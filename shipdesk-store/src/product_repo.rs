use async_trait::async_trait;
use sqlx::PgPool;
use uuid::Uuid;

use shipdesk_core::repository::StockRepository;

pub struct PgStockRepository {
    pool: PgPool,
}

impl PgStockRepository {
    pub fn new(pool: PgPool) -> Self {
        Self { pool }
    }
}

#[async_trait]
impl StockRepository for PgStockRepository {
    async fn adjust_stock(
        &self,
        product_id: Uuid,
        delta: i64,
    ) -> Result<(), Box<dyn std::error::Error + Send + Sync>> {
        sqlx::query("UPDATE products SET stock = stock + $1, updated_at = NOW() WHERE id = $2")
            .bind(delta)
            .bind(product_id)
            .execute(&self.pool)
            .await?;
        Ok(())
    }
}
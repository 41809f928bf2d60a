pub mod lifecycle;
pub mod orchestrator;
pub mod reconcile;

pub use lifecycle::{apply_transition, LifecycleError, TransitionOutcome, TransitionSource};
pub use orchestrator::{
    CancelOutcome, CarrierQuote, OrchestratorError, ShipOutcome, ShipmentOrchestrator,
    ShippingSettings,
};
pub use reconcile::{StatusPush, WebhookReconciler};
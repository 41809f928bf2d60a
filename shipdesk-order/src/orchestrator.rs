use std::collections::HashMap;
use std::sync::Arc;

use chrono::Utc;
use serde::Serialize;
use uuid::Uuid;

use shipdesk_core::carrier::{
    AwbAssignment, CarrierClient, CarrierError, CourierOption, DocumentRef, OrderSnapshot,
    ShipmentCreated, TrackingInfo,
};
use shipdesk_core::notify::Notifier;
use shipdesk_core::order::{
    CarrierKind, CarrierShipment, Order, OrderStatus, PaymentMode, PaymentStatus,
};
use shipdesk_core::repository::{OrderRepository, StockRepository};

use crate::lifecycle::{self, apply_transition, LifecycleError, TransitionSource};

#[derive(Debug, Clone)]
pub struct ShippingSettings {
    pub default_carrier: CarrierKind,
    pub auto_select_cheapest: bool,
    pub origin_pincode: String,
}

#[derive(Debug, thiserror::Error)]
pub enum OrchestratorError {
    #[error("order not found: {0}")]
    OrderNotFound(String),

    #[error("carrier {0} is not configured")]
    CarrierNotConfigured(CarrierKind),

    #[error("order has no live shipment")]
    NoLiveShipment,

    #[error("shipment has not been created with the carrier yet")]
    ShipmentNotCreated,

    #[error("no courier options available for this lane")]
    NoCourierOptions,

    #[error(transparent)]
    Carrier(#[from] CarrierError),

    #[error(transparent)]
    Lifecycle(#[from] LifecycleError),

    #[error("storage error: {0}")]
    Storage(String),
}

impl OrchestratorError {
    fn storage(e: Box<dyn std::error::Error + Send + Sync>) -> Self {
        Self::Storage(e.to_string())
    }
}

#[derive(Debug, Clone, Serialize)]
pub struct CarrierQuote {
    pub carrier: CarrierKind,
    pub options: Vec<CourierOption>,
}

#[derive(Debug, Clone, Serialize)]
pub struct ShipOutcome {
    pub carrier: CarrierKind,
    pub courier_name: String,
    pub awb: String,
    /// True when a previous successful run's result was returned as-is
    pub already_shipped: bool,
}

#[derive(Debug, Clone, Serialize)]
pub struct CancelOutcome {
    pub already_cancelled: bool,
}

/// Carrier-facing payment view: (collect on delivery, COD amount, fallback).
/// An online order whose payment never confirmed ships as COD; callers log
/// the fallback since such an order should not normally exist.
fn carrier_payment(order: &Order) -> (bool, i64, bool) {
    match (order.payment_mode, order.payment_status) {
        (PaymentMode::Online, PaymentStatus::Pending) => (true, order.total, true),
        (PaymentMode::Online, _) => (false, 0, false),
        (PaymentMode::Cod, _) | (PaymentMode::PartialCod, _) => {
            (true, order.cod_amount(), false)
        }
    }
}
use async_trait::async_trait;
use sqlx::PgPool;
use uuid::Uuid;

use shipdesk_core::order::Order;
use shipdesk_core::repository::OrderRepository;

/// Postgres-backed order store. The full order document lives in a JSONB
/// column; the identifiers the lookups need are denormalized alongside it.
pub struct PgOrderRepository {
    pool: PgPool,
}

impl PgOrderRepository {
    pub fn new(pool: PgPool) -> Self {
        Self { pool }
    }
}

#[derive(sqlx::FromRow)]
struct OrderRow {
    doc: serde_json::Value,
}

fn order_from_row(row: OrderRow) -> Result<Order, Box<dyn std::error::Error + Send + Sync>> {
    Ok(serde_json::from_value(row.doc)?)
}

#[async_trait]
impl OrderRepository for PgOrderRepository {
    async fn create_order(
        &self,
        order: &Order,
    ) -> Result<Uuid, Box<dyn std::error::Error + Send + Sync>> {
        let doc = serde_json::to_value(order)?;
        sqlx::query(
            r#"
            INSERT INTO orders (id, order_number, customer_id, order_status, tracking_id, doc, created_at, updated_at)
            VALUES ($1, $2, $3, $4, $5, $6, $7, $8)
            "#,
        )
        .bind(order.id)
        .bind(&order.order_number)
        .bind(&order.customer_id)
        .bind(order.order_status.as_str())
        .bind(&order.tracking_id)
        .bind(doc)
        .bind(order.created_at)
        .bind(order.updated_at)
        .execute(&self.pool)
        .await?;

        Ok(order.id)
    }

    async fn get_order(
        &self,
        id: Uuid,
    ) -> Result<Option<Order>, Box<dyn std::error::Error + Send + Sync>> {
        let row: Option<OrderRow> =
            sqlx::query_as("SELECT doc FROM orders WHERE id = $1")
                .bind(id)
                .fetch_optional(&self.pool)
                .await?;
        row.map(order_from_row).transpose()
    }

    async fn find_by_order_number(
        &self,
        order_number: &str,
    ) -> Result<Option<Order>, Box<dyn std::error::Error + Send + Sync>> {
        let row: Option<OrderRow> =
            sqlx::query_as("SELECT doc FROM orders WHERE order_number = $1")
                .bind(order_number)
                .fetch_optional(&self.pool)
                .await?;
        row.map(order_from_row).transpose()
    }

    async fn find_by_tracking_id(
        &self,
        tracking_id: &str,
    ) -> Result<Option<Order>, Box<dyn std::error::Error + Send + Sync>> {
        let row: Option<OrderRow> =
            sqlx::query_as("SELECT doc FROM orders WHERE tracking_id = $1")
                .bind(tracking_id)
                .fetch_optional(&self.pool)
                .await?;
        row.map(order_from_row).transpose()
    }

    async fn save_order(
        &self,
        order: &Order,
    ) -> Result<(), Box<dyn std::error::Error + Send + Sync>> {
        let doc = serde_json::to_value(order)?;
        sqlx::query(
            r#"
            UPDATE orders
            SET order_status = $1, tracking_id = $2, doc = $3, updated_at = $4
            WHERE id = $5
            "#,
        )
        .bind(order.order_status.as_str())
        .bind(&order.tracking_id)
        .bind(doc)
        .bind(order.updated_at)
        .bind(order.id)
        .execute(&self.pool)
        .await?;
        Ok(())
    }

    async fn list_orders(
        &self,
        customer_id: &str,
    ) -> Result<Vec<Order>, Box<dyn std::error::Error + Send + Sync>> {
        // An empty customer id lists every order (the staff view)
        let rows: Vec<OrderRow> = if customer_id.is_empty() {
            sqlx::query_as("SELECT doc FROM orders ORDER BY created_at DESC")
                .fetch_all(&self.pool)
                .await?
        } else {
            sqlx::query_as(
                "SELECT doc FROM orders WHERE customer_id = $1 ORDER BY created_at DESC",
            )
            .bind(customer_id)
            .fetch_all(&self.pool)
            .await?
        };

        rows.into_iter().map(order_from_row).collect()
    }
}
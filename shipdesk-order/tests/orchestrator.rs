//! Shipment orchestration flows: carrier selection, idempotence, partial
//! failure recovery, and cancellation side effects.

mod common;

use std::sync::atomic::Ordering;

use common::{harness, order_with_items, MockCarrier};
use uuid::Uuid;

use shipdesk_core::order::{CarrierKind, OrderStatus, PaymentMode, PaymentStatus};
use shipdesk_core::repository::OrderRepository;
use shipdesk_order::{OrchestratorError, TransitionSource};

#[tokio::test]
async fn ship_order_runs_full_sequence() {
    let h = harness(MockCarrier::new(CarrierKind::Shiprocket));
    let order = order_with_items("ORD-3001", PaymentMode::Cod, vec![(Uuid::new_v4(), 1)]);
    h.orders.create_order(&order).await.unwrap();

    let outcome = h
        .orchestrator
        .ship_order(&order.order_number, None, None)
        .await
        .unwrap();

    assert!(!outcome.already_shipped);
    assert_eq!(outcome.carrier, CarrierKind::Shiprocket);
    assert_eq!(outcome.awb, "AWB-SHP-1");

    let stored = h.orders.get_order(order.id).await.unwrap().unwrap();
    assert_eq!(stored.order_status, OrderStatus::Shipped);
    assert_eq!(stored.tracking_id.as_deref(), Some("AWB-SHP-1"));
    assert_eq!(stored.courier_name.as_deref(), Some("Mock Express"));
    assert_eq!(stored.shipments.len(), 1);
    assert!(stored.shipments[0].is_live());

    let last = stored.status_history.last().unwrap();
    assert_eq!(last.status, OrderStatus::Shipped);
    let note = last.note.as_deref().unwrap();
    assert!(note.contains("Shiprocket"));
    assert!(note.contains("AWB-SHP-1"));
}

#[tokio::test]
async fn serviceability_failure_leaves_order_retryable() {
    let mut carrier = MockCarrier::new(CarrierKind::Shiprocket);
    carrier.fail_serviceability = true;
    let h = harness(carrier);

    let order = order_with_items("ORD-3002", PaymentMode::Cod, vec![(Uuid::new_v4(), 1)]);
    h.orders.create_order(&order).await.unwrap();

    let err = h
        .orchestrator
        .ship_order(&order.order_number, None, None)
        .await
        .unwrap_err();
    assert!(matches!(err, OrchestratorError::Carrier(_)));

    let stored = h.orders.get_order(order.id).await.unwrap().unwrap();
    assert_eq!(stored.order_status, OrderStatus::Processing);
    assert!(stored.shipments.is_empty());
    assert!(!stored
        .status_history
        .iter()
        .any(|e| e.status == OrderStatus::Shipped));
}

#[tokio::test]
async fn second_ship_returns_existing_shipment() {
    let h = harness(MockCarrier::new(CarrierKind::Shiprocket));
    let order = order_with_items("ORD-3003", PaymentMode::Cod, vec![(Uuid::new_v4(), 1)]);
    h.orders.create_order(&order).await.unwrap();

    let first = h
        .orchestrator
        .ship_order(&order.order_number, None, None)
        .await
        .unwrap();
    let second = h
        .orchestrator
        .ship_order(&order.order_number, None, None)
        .await
        .unwrap();

    assert!(second.already_shipped);
    assert_eq!(second.awb, first.awb);
    assert_eq!(h.carrier.created.load(Ordering::SeqCst), 1);

    let stored = h.orders.get_order(order.id).await.unwrap().unwrap();
    assert_eq!(stored.shipments.len(), 1);
    assert_eq!(
        stored
            .status_history
            .iter()
            .filter(|e| e.status == OrderStatus::Shipped)
            .count(),
        1
    );
}

#[tokio::test]
async fn generate_awb_is_idempotent_on_the_sub_record() {
    let h = harness(MockCarrier::new(CarrierKind::Shiprocket));
    let order = order_with_items("ORD-3004", PaymentMode::Cod, vec![(Uuid::new_v4(), 1)]);
    h.orders.create_order(&order).await.unwrap();

    h.orchestrator
        .ship_order(&order.order_number, None, None)
        .await
        .unwrap();
    let tracking_before = h
        .orders
        .get_order(order.id)
        .await
        .unwrap()
        .unwrap()
        .tracking_id;

    // The sub-record already carries an AWB, so the adapter is not called
    // again and the identifiers come back unchanged.
    let assignment = h
        .orchestrator
        .generate_awb(&order.order_number)
        .await
        .unwrap();
    assert_eq!(Some(assignment.awb_code), tracking_before);
    assert_eq!(h.carrier.awb_calls.load(Ordering::SeqCst), 1);
}

#[tokio::test]
async fn pickup_failure_does_not_roll_back_shipment() {
    let mut carrier = MockCarrier::new(CarrierKind::Shiprocket);
    carrier.fail_pickup = true;
    let h = harness(carrier);

    let order = order_with_items("ORD-3005", PaymentMode::Cod, vec![(Uuid::new_v4(), 1)]);
    h.orders.create_order(&order).await.unwrap();

    let outcome = h
        .orchestrator
        .ship_order(&order.order_number, None, None)
        .await
        .unwrap();
    assert_eq!(outcome.awb, "AWB-SHP-1");

    let stored = h.orders.get_order(order.id).await.unwrap().unwrap();
    assert_eq!(stored.order_status, OrderStatus::Shipped);
}

#[tokio::test]
async fn pending_online_payment_ships_as_cod() {
    let h = harness(MockCarrier::new(CarrierKind::Shiprocket));
    let mut order = order_with_items("ORD-3006", PaymentMode::Online, vec![(Uuid::new_v4(), 1)]);
    order.payment_status = PaymentStatus::Pending;
    h.orders.create_order(&order).await.unwrap();

    h.orchestrator
        .ship_order(&order.order_number, None, None)
        .await
        .unwrap();

    assert_eq!(*h.carrier.last_cod.lock().unwrap(), Some(true));
}

#[tokio::test]
async fn confirmed_online_payment_ships_prepaid() {
    let h = harness(MockCarrier::new(CarrierKind::Shiprocket));
    let mut order = order_with_items("ORD-3007", PaymentMode::Online, vec![(Uuid::new_v4(), 1)]);
    order.payment_status = PaymentStatus::Completed;
    h.orders.create_order(&order).await.unwrap();

    h.orchestrator
        .ship_order(&order.order_number, None, None)
        .await
        .unwrap();

    assert_eq!(*h.carrier.last_cod.lock().unwrap(), Some(false));
}

#[tokio::test]
async fn cancellation_restocks_each_item_exactly_once() {
    let h = harness(MockCarrier::new(CarrierKind::Shiprocket));

    let products: Vec<Uuid> = (0..3).map(|_| Uuid::new_v4()).collect();
    for product in &products {
        h.stock.set_stock(*product, 10).await;
    }
    let order = order_with_items(
        "ORD-3008",
        PaymentMode::Cod,
        products.iter().map(|p| (*p, 2)).collect(),
    );
    h.orders.create_order(&order).await.unwrap();

    let first = h
        .orchestrator
        .cancel_order(&order.order_number, None, TransitionSource::Customer)
        .await
        .unwrap();
    assert!(!first.already_cancelled);
    for product in &products {
        assert_eq!(h.stock.stock_of(*product).await, 12);
    }

    // Retried cancellation is a stock no-op
    let second = h
        .orchestrator
        .cancel_order(&order.order_number, None, TransitionSource::Customer)
        .await
        .unwrap();
    assert!(second.already_cancelled);
    for product in &products {
        assert_eq!(h.stock.stock_of(*product).await, 12);
    }

    let stored = h.orders.get_order(order.id).await.unwrap().unwrap();
    assert_eq!(
        stored
            .status_history
            .iter()
            .filter(|e| e.status == OrderStatus::Cancelled)
            .count(),
        1
    );
}

#[tokio::test]
async fn delivered_orders_refuse_cancellation() {
    let h = harness(MockCarrier::new(CarrierKind::Shiprocket));
    let product = Uuid::new_v4();
    h.stock.set_stock(product, 10).await;
    let order = order_with_items("ORD-3009", PaymentMode::Cod, vec![(product, 2)]);
    h.orders.create_order(&order).await.unwrap();

    h.orchestrator
        .ship_order(&order.order_number, None, None)
        .await
        .unwrap();
    h.orchestrator
        .update_status(&order.order_number, OrderStatus::Delivered, None)
        .await
        .unwrap();

    let err = h
        .orchestrator
        .cancel_order(&order.order_number, None, TransitionSource::Admin)
        .await
        .unwrap_err();
    assert!(matches!(err, OrchestratorError::Lifecycle(_)));
    assert_eq!(h.stock.stock_of(product).await, 10);

    let stored = h.orders.get_order(order.id).await.unwrap().unwrap();
    assert!(!stored
        .status_history
        .iter()
        .any(|e| e.status == OrderStatus::Cancelled));
}

#[tokio::test]
async fn manual_entry_bypasses_the_adapters() {
    let h = harness(MockCarrier::new(CarrierKind::Shiprocket));
    let order = order_with_items("ORD-3010", PaymentMode::Cod, vec![(Uuid::new_v4(), 1)]);
    h.orders.create_order(&order).await.unwrap();

    h.orchestrator
        .manual_entry(&order.order_number, "BlueDart", "BD123456789")
        .await
        .unwrap();

    let stored = h.orders.get_order(order.id).await.unwrap().unwrap();
    assert_eq!(stored.order_status, OrderStatus::Shipped);
    assert_eq!(stored.tracking_id.as_deref(), Some("BD123456789"));
    assert_eq!(stored.courier_name.as_deref(), Some("BlueDart"));
    assert!(stored.shipments.is_empty());
    assert_eq!(h.carrier.created.load(Ordering::SeqCst), 0);
}

#[tokio::test]
async fn carrier_waybill_at_creation_skips_awb_step() {
    let mut carrier = MockCarrier::new(CarrierKind::Delhivery);
    carrier.waybill_at_creation = true;
    let h = harness(carrier);

    let order = order_with_items("ORD-3011", PaymentMode::Cod, vec![(Uuid::new_v4(), 1)]);
    h.orders.create_order(&order).await.unwrap();

    let outcome = h
        .orchestrator
        .ship_order(&order.order_number, None, None)
        .await
        .unwrap();
    assert_eq!(outcome.awb, "WB-1");
    assert_eq!(h.carrier.awb_calls.load(Ordering::SeqCst), 0);
}

#[tokio::test]
async fn estimate_does_not_touch_the_order() {
    let h = harness(MockCarrier::new(CarrierKind::Shiprocket));
    let order = order_with_items("ORD-3012", PaymentMode::Cod, vec![(Uuid::new_v4(), 1)]);
    h.orders.create_order(&order).await.unwrap();

    let quotes = h
        .orchestrator
        .estimate(&order.order_number, Some(CarrierKind::Shiprocket))
        .await
        .unwrap();
    assert_eq!(quotes.len(), 1);
    assert_eq!(quotes[0].options.len(), 1);

    let stored = h.orders.get_order(order.id).await.unwrap().unwrap();
    assert_eq!(stored.order_status, OrderStatus::Processing);
    assert!(stored.shipments.is_empty());
}
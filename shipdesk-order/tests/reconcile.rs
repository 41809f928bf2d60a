//! Webhook reconciliation: vocabulary mapping, idempotent application, and
//! guard interaction with admin-driven changes.

mod common;

use std::sync::Arc;

use common::{harness, order_with_items, MockCarrier};
use uuid::Uuid;

use shipdesk_core::notify::LogNotifier;
use shipdesk_core::order::{CarrierKind, OrderStatus, PaymentMode};
use shipdesk_core::repository::{OrderRepository, StockRepository};
use shipdesk_order::reconcile::ReconcileOutcome;
use shipdesk_order::{StatusPush, WebhookReconciler};

fn reconciler(h: &common::Harness) -> WebhookReconciler {
    let orders: Arc<dyn OrderRepository> = h.orders.clone();
    let stock: Arc<dyn StockRepository> = h.stock.clone();
    WebhookReconciler::new(orders, stock, Arc::new(LogNotifier))
}

fn push(awb: &str, status: &str, order_number: &str) -> StatusPush {
    StatusPush {
        awb: Some(awb.to_string()),
        current_status: status.to_string(),
        order_id: Some(order_number.to_string()),
    }
}

#[tokio::test]
async fn delivered_push_transitions_a_shipped_order() {
    let h = harness(MockCarrier::new(CarrierKind::Shiprocket));
    let order = order_with_items("ORD-4001", PaymentMode::Cod, vec![(Uuid::new_v4(), 1)]);
    h.orders.create_order(&order).await.unwrap();
    h.orchestrator
        .ship_order(&order.order_number, None, None)
        .await
        .unwrap();

    let reconciler = reconciler(&h);
    let payload = push("AWB-SHP-1", "DELIVERED", &order.order_number);

    let outcome = reconciler.process(&payload).await.unwrap();
    assert_eq!(
        outcome,
        ReconcileOutcome::Applied {
            order_number: order.order_number.clone(),
            status: OrderStatus::Delivered,
        }
    );

    let stored = h.orders.get_order(order.id).await.unwrap().unwrap();
    assert_eq!(stored.order_status, OrderStatus::Delivered);
    let note = stored.status_history.last().unwrap().note.clone().unwrap();
    assert!(note.contains("Mock Express"));
    assert!(note.contains("DELIVERED"));

    // Carriers resend events; the repeat must not append history
    let history_len = stored.status_history.len();
    let outcome = reconciler.process(&payload).await.unwrap();
    assert_eq!(
        outcome,
        ReconcileOutcome::Absorbed {
            order_number: order.order_number.clone(),
        }
    );
    let stored = h.orders.get_order(order.id).await.unwrap().unwrap();
    assert_eq!(stored.status_history.len(), history_len);
}

#[tokio::test]
async fn unknown_order_is_acknowledged_without_action() {
    let h = harness(MockCarrier::new(CarrierKind::Shiprocket));
    let reconciler = reconciler(&h);

    let outcome = reconciler
        .process(&push("AWB-NOPE", "DELIVERED", "ORD-MISSING"))
        .await
        .unwrap();
    assert_eq!(outcome, ReconcileOutcome::UnknownOrder);
}

#[tokio::test]
async fn rto_push_cancels_and_restocks() {
    let h = harness(MockCarrier::new(CarrierKind::Shiprocket));
    let product = Uuid::new_v4();
    h.stock.set_stock(product, 10).await;
    let order = order_with_items("ORD-4002", PaymentMode::Cod, vec![(product, 2)]);
    h.orders.create_order(&order).await.unwrap();
    h.orchestrator
        .ship_order(&order.order_number, None, None)
        .await
        .unwrap();

    let reconciler = reconciler(&h);
    let payload = push("AWB-SHP-1", "RTO INITIATED", &order.order_number);

    let outcome = reconciler.process(&payload).await.unwrap();
    assert!(matches!(outcome, ReconcileOutcome::Applied { .. }));
    assert_eq!(h.stock.stock_of(product).await, 12);

    // A resent RTO event is absorbed and does not restock again
    let outcome = reconciler.process(&payload).await.unwrap();
    assert!(matches!(outcome, ReconcileOutcome::Absorbed { .. }));
    assert_eq!(h.stock.stock_of(product).await, 12);
}

#[tokio::test]
async fn rto_after_delivery_is_rejected_by_the_guard() {
    let h = harness(MockCarrier::new(CarrierKind::Shiprocket));
    let order = order_with_items("ORD-4003", PaymentMode::Cod, vec![(Uuid::new_v4(), 1)]);
    h.orders.create_order(&order).await.unwrap();
    h.orchestrator
        .ship_order(&order.order_number, None, None)
        .await
        .unwrap();

    let reconciler = reconciler(&h);
    reconciler
        .process(&push("AWB-SHP-1", "DELIVERED", &order.order_number))
        .await
        .unwrap();

    let outcome = reconciler
        .process(&push("AWB-SHP-1", "RTO INITIATED", &order.order_number))
        .await
        .unwrap();
    assert!(matches!(outcome, ReconcileOutcome::Rejected { .. }));

    let stored = h.orders.get_order(order.id).await.unwrap().unwrap();
    assert_eq!(stored.order_status, OrderStatus::Delivered);
    assert!(!stored
        .status_history
        .iter()
        .any(|e| e.status == OrderStatus::Cancelled));
}

#[tokio::test]
async fn unmapped_status_only_updates_the_raw_audit_field() {
    let h = harness(MockCarrier::new(CarrierKind::Shiprocket));
    let order = order_with_items("ORD-4004", PaymentMode::Cod, vec![(Uuid::new_v4(), 1)]);
    h.orders.create_order(&order).await.unwrap();
    h.orchestrator
        .ship_order(&order.order_number, None, None)
        .await
        .unwrap();

    let reconciler = reconciler(&h);
    let outcome = reconciler
        .process(&push("AWB-SHP-1", "OUT FOR PICKUP", &order.order_number))
        .await
        .unwrap();
    assert!(matches!(outcome, ReconcileOutcome::UnmappedStatus { .. }));

    let stored = h.orders.get_order(order.id).await.unwrap().unwrap();
    assert_eq!(stored.order_status, OrderStatus::Shipped);
    assert_eq!(
        stored.shipments[0].raw_status.as_deref(),
        Some("OUT FOR PICKUP")
    );
}

#[tokio::test]
async fn lookup_falls_back_to_order_number() {
    let h = harness(MockCarrier::new(CarrierKind::Shiprocket));
    let order = order_with_items("ORD-4005", PaymentMode::Cod, vec![(Uuid::new_v4(), 1)]);
    h.orders.create_order(&order).await.unwrap();
    h.orchestrator
        .ship_order(&order.order_number, None, None)
        .await
        .unwrap();

    let reconciler = reconciler(&h);
    let payload = StatusPush {
        awb: None,
        current_status: "DELIVERED".to_string(),
        order_id: Some(order.order_number.clone()),
    };

    let outcome = reconciler.process(&payload).await.unwrap();
    assert!(matches!(outcome, ReconcileOutcome::Applied { .. }));
}

#[tokio::test]
async fn manual_entry_orders_reconcile_via_the_generic_vocabulary() {
    let h = harness(MockCarrier::new(CarrierKind::Shiprocket));
    let order = order_with_items("ORD-4006", PaymentMode::Cod, vec![(Uuid::new_v4(), 1)]);
    h.orders.create_order(&order).await.unwrap();
    h.orchestrator
        .manual_entry(&order.order_number, "BlueDart", "BD42")
        .await
        .unwrap();

    let reconciler = reconciler(&h);
    let outcome = reconciler
        .process(&push("BD42", "DELIVERED", &order.order_number))
        .await
        .unwrap();
    assert_eq!(
        outcome,
        ReconcileOutcome::Applied {
            order_number: order.order_number.clone(),
            status: OrderStatus::Delivered,
        }
    );
}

TASK INSTRUCTIONS:
Identify each line in the entries with the word "CancelOutcome" and copy it.

WRITTEN ANSWER:
    CancelOutcome, CarrierQuote, OrchestratorError, ShipOutcome, ShipmentOrchestrator,
pub struct CancelOutcome {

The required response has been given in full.